TASK DIRECTIONS ::
Set down the lines below exactly as they stand, please. Go from the first through the one containing "lockfile at the monorepo root.".

Dataset entries ::

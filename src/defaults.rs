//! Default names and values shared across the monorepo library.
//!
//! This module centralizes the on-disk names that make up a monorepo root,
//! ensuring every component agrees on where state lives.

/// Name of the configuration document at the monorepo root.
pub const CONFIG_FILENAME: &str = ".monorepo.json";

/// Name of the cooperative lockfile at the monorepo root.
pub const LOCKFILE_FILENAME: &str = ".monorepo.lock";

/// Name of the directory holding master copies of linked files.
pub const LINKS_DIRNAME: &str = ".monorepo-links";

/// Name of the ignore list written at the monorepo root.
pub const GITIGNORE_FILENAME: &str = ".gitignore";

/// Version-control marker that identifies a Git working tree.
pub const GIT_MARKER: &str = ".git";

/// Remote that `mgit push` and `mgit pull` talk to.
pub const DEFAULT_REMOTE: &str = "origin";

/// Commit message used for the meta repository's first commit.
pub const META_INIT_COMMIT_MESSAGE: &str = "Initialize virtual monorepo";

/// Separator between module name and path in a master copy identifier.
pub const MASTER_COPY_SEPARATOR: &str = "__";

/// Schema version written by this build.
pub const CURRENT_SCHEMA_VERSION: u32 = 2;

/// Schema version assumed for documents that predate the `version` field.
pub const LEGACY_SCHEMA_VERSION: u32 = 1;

ANSWER SECTION ::
filename src/defaults.rs
//! Default names and values shared across the monorepo library.
//!
//! This module centralizes the on-disk names that make up a monorepo root,
//! ensuring every component agrees on where state lives.

/// Name of the configuration document at the monorepo root.
pub const CONFIG_FILENAME: &str = ".monorepo.json";

/// Name of the cooperative lockfile at the monorepo root.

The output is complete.